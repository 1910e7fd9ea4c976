//! Frame pacing

use std::time::{Duration, Instant};

/// Absolute-deadline frame clock
///
/// Deadlines are `start + n / fps`, so sleep overshoot on one frame does not
/// accumulate into drift over the session.
#[derive(Debug, Clone)]
pub struct FrameClock {
    period: Duration,
    start: Instant,
    frames: u32,
}

impl FrameClock {
    /// Start a clock now; non-finite or non-positive rates fall back to 17.89 fps
    pub fn new(fps: f64) -> Self {
        let fps = if fps.is_finite() && fps > 0.0 {
            fps
        } else {
            crate::FALLBACK_FPS
        };
        Self {
            period: Duration::from_secs_f64(1.0 / fps),
            start: Instant::now(),
            frames: 0,
        }
    }

    /// Time between frames
    pub fn period(&self) -> Duration {
        self.period
    }

    /// Frames ticked so far
    pub fn frames(&self) -> u32 {
        self.frames
    }

    /// Restart the schedule at frame zero, now
    pub fn restart(&mut self) {
        self.start = Instant::now();
        self.frames = 0;
    }

    /// Shift the schedule so the next frame is due now
    ///
    /// Used after a pause so the paused time is not caught up with a burst.
    pub fn rebase(&mut self) {
        self.start = Instant::now()
            .checked_sub(self.period * self.frames)
            .unwrap_or_else(Instant::now);
    }

    /// Deadline of the next frame
    pub fn next_deadline(&self) -> Instant {
        self.start + self.period * self.frames
    }

    /// Advance one frame and return how long to wait until it is due
    pub fn tick(&mut self) -> Duration {
        let deadline = self.next_deadline();
        self.frames += 1;
        deadline.saturating_duration_since(Instant::now())
    }

    /// Advance one frame and sleep until it is due
    pub fn wait(&mut self) {
        let delay = self.tick();
        if !delay.is_zero() {
            std::thread::sleep(delay);
        }
    }
}

/// Position within a stream in frame units
#[derive(Debug, Clone, Copy, PartialEq)]
pub struct PlaybackPosition {
    /// Zero-based frame index
    pub frame_index: u32,
    /// Stream frame rate
    pub fps: f64,
}

impl PlaybackPosition {
    /// Presentation time of the frame from the start of the stream
    pub fn timestamp(&self) -> Duration {
        if self.fps.is_finite() && self.fps > 0.0 {
            Duration::from_secs_f64(f64::from(self.frame_index) / self.fps)
        } else {
            Duration::ZERO
        }
    }

    /// Whether audio should have started, given a delay in frames
    pub fn audio_started(&self, audio_frame_delay: u32) -> bool {
        self.frame_index >= audio_frame_delay
    }
}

--------------------------------------------------

* _EXERCISE REQUIREMENTS_:
Every record must be returned exactly.

* _RESULT_:
repository 1910e7fd9ea4c976
//! Frame pacing

use std::time::{Duration, Instant};

/// Absolute-deadline frame clock
///
/// Deadlines are `start + n / fps`, so sleep overshoot on one frame does not
/// accumulate into drift over the session.
#[derive(Debug, Clone)]
pub struct FrameClock {
    period: Duration,
    start: Instant,
    frames: u32,
}

impl FrameClock {
    /// Start a clock now; non-finite or non-positive rates fall back to 17.89 fps
    pub fn new(fps: f64) -> Self {
        let fps = if fps.is_finite() && fps > 0.0 {
            fps
        } else {
            crate::FALLBACK_FPS
        };
        Self {
            period: Duration::from_secs_f64(1.0 / fps),
            start: Instant::now(),
            frames: 0,
        }
    }

    /// Time between frames
    pub fn period(&self) -> Duration {
        self.period
    }

    /// Frames ticked so far
    pub fn frames(&self) -> u32 {
        self.frames
    }

    /// Restart the schedule at frame zero, now
    pub fn restart(&mut self) {
        self.start = Instant::now();
        self.frames = 0;
    }

    /// Shift the schedule so the next frame is due now
    ///
    /// Used after a pause so the paused time is not caught up with a burst.
    pub fn rebase(&mut self) {
        self.start = Instant::now()
            .checked_sub(self.period * self.frames)
            .unwrap_or_else(Instant::now);
    }

    /// Deadline of the next frame
    pub fn next_deadline(&self) -> Instant {
        self.start + self.period * self.frames
    }

    /// Advance one frame and return how long to wait until it is due
    pub fn tick(&mut self) -> Duration {
        let deadline = self.next_deadline();
        self.frames += 1;
        deadline.saturating_duration_since(Instant::now())
    }

    /// Advance one frame and sleep until it is due
    pub fn wait(&mut self) {
        let delay = self.tick();
        if !delay.is_zero() {
            std::thread::sleep(delay);
        }
    }
}

/// Position within a stream in frame units
#[derive(Debug, Clone, Copy, PartialEq)]
pub struct PlaybackPosition {
    /// Zero-based frame index
    pub frame_index: u32,
    /// Stream frame rate
    pub fps: f64,
}

impl PlaybackPosition {
    /// Presentation time of the frame from the start of the stream
    pub fn timestamp(&self) -> Duration {
        if self.fps.is_finite() && self.fps > 0.0 {
            Duration::from_secs_f64(f64::from(self.frame_index) / self.fps)
        } else {
            Duration::ZERO
        }
    }

    /// Whether audio should have started, given a delay in frames
    pub fn audio_started(&self, audio_frame_delay: u32) -> bool {
        self.frame_index >= audio_frame_delay
    }
}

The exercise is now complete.